→ Brief
The records below must be retyped exactly.

=== Begin Enclosure ===

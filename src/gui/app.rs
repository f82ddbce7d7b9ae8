use std::sync::mpsc::{self, Receiver, Sender};
use std::time::Duration;

use eframe::egui;

use crate::backend::directory::{self, Selection};
use crate::backend::loader::{self, Source};
use crate::backend::merge::MergeResult;
use crate::backend::parser::{Record, Table};
use crate::backend::settings::{Settings, Theme};
use crate::gui::windows::data::DataWindow;
use crate::gui::windows::settings::SettingsWindow;

const COMBO_WIDTH: f32 = 320.0;

#[derive(Clone, Copy, Debug, PartialEq, Eq)]
pub enum TableKind {
    Contacts,
    Templates,
}

impl TableKind {
    pub fn label(self) -> &'static str {
        match self {
            TableKind::Contacts => "contacts",
            TableKind::Templates => "templates",
        }
    }
}

pub enum TableState {
    Unconfigured,
    Loading(String),
    Ready(Table),
    Error(String),
}

impl TableState {
    pub fn table(&self) -> Option<&Table> {
        match self {
            TableState::Ready(table) => Some(table),
            _ => None,
        }
    }
}

struct TableSlot {
    state: TableState,
    /// Bumped on every load so late results from a superseded load are ignored.
    generation: u64,
}

impl TableSlot {
    fn new() -> Self {
        Self {
            state: TableState::Unconfigured,
            generation: 0,
        }
    }
}

struct LoadResult {
    kind: TableKind,
    generation: u64,
    result: Result<Table, String>,
}

#[derive(Clone, Copy, PartialEq)]
enum CopyTarget {
    Subject,
    Body,
}

pub struct GuiApp {
    settings: Settings,
    contacts: TableSlot,
    templates: TableSlot,
    selection: Selection,
    draft: MergeResult,
    /// Which copy button shows "Copied!" and until what time.
    copied: Option<(CopyTarget, f64)>,
    load_tx: Sender<LoadResult>,
    load_rx: Receiver<LoadResult>,
    settings_window: SettingsWindow,
    show_settings: bool,
    data_window: DataWindow,
    show_data: bool,
}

=== End Enclosure ===

→ Answer for the task
filename src/gui/app.rs
repository f82ddbce7d7b9ae8
use std::sync::mpsc::{self, Receiver, Sender};
use std::time::Duration;

use eframe::egui;

use crate::backend::directory::{self, Selection};
use crate::backend::loader::{self, Source};
use crate::backend::merge::MergeResult;
use crate::backend::parser::{Record, Table};
use crate::backend::settings::{Settings, Theme};
use crate::gui::windows::data::DataWindow;
use crate::gui::windows::settings::SettingsWindow;

const COMBO_WIDTH: f32 = 320.0;

#[derive(Clone, Copy, Debug, PartialEq, Eq)]
pub enum TableKind {
    Contacts,
    Templates,
}

impl TableKind {
    pub fn label(self) -> &'static str {
        match self {
            TableKind::Contacts => "contacts",
            TableKind::Templates => "templates",
        }
    }
}

pub enum TableState {
    Unconfigured,
    Loading(String),
    Ready(Table),
    Error(String),
}

impl TableState {
    pub fn table(&self) -> Option<&Table> {
        match self {
            TableState::Ready(table) => Some(table),
            _ => None,
        }
    }
}

struct TableSlot {
    state: TableState,
    /// Bumped on every load so late results from a superseded load are ignored.
    generation: u64,
}

impl TableSlot {
    fn new() -> Self {
        Self {
            state: TableState::Unconfigured,
            generation: 0,
        }
    }
}

struct LoadResult {
    kind: TableKind,
    generation: u64,
    result: Result<Table, String>,
}

#[derive(Clone, Copy, PartialEq)]
enum CopyTarget {
    Subject,
    Body,
}

pub struct GuiApp {
    settings: Settings,
    contacts: TableSlot,
    templates: TableSlot,
    selection: Selection,
    draft: MergeResult,
    /// Which copy button shows "Copied!" and until what time.
    copied: Option<(CopyTarget, f64)>,
    load_tx: Sender<LoadResult>,
    load_rx: Receiver<LoadResult>,
    settings_window: SettingsWindow,
    show_settings: bool,
    data_window: DataWindow,
    show_data: bool,
}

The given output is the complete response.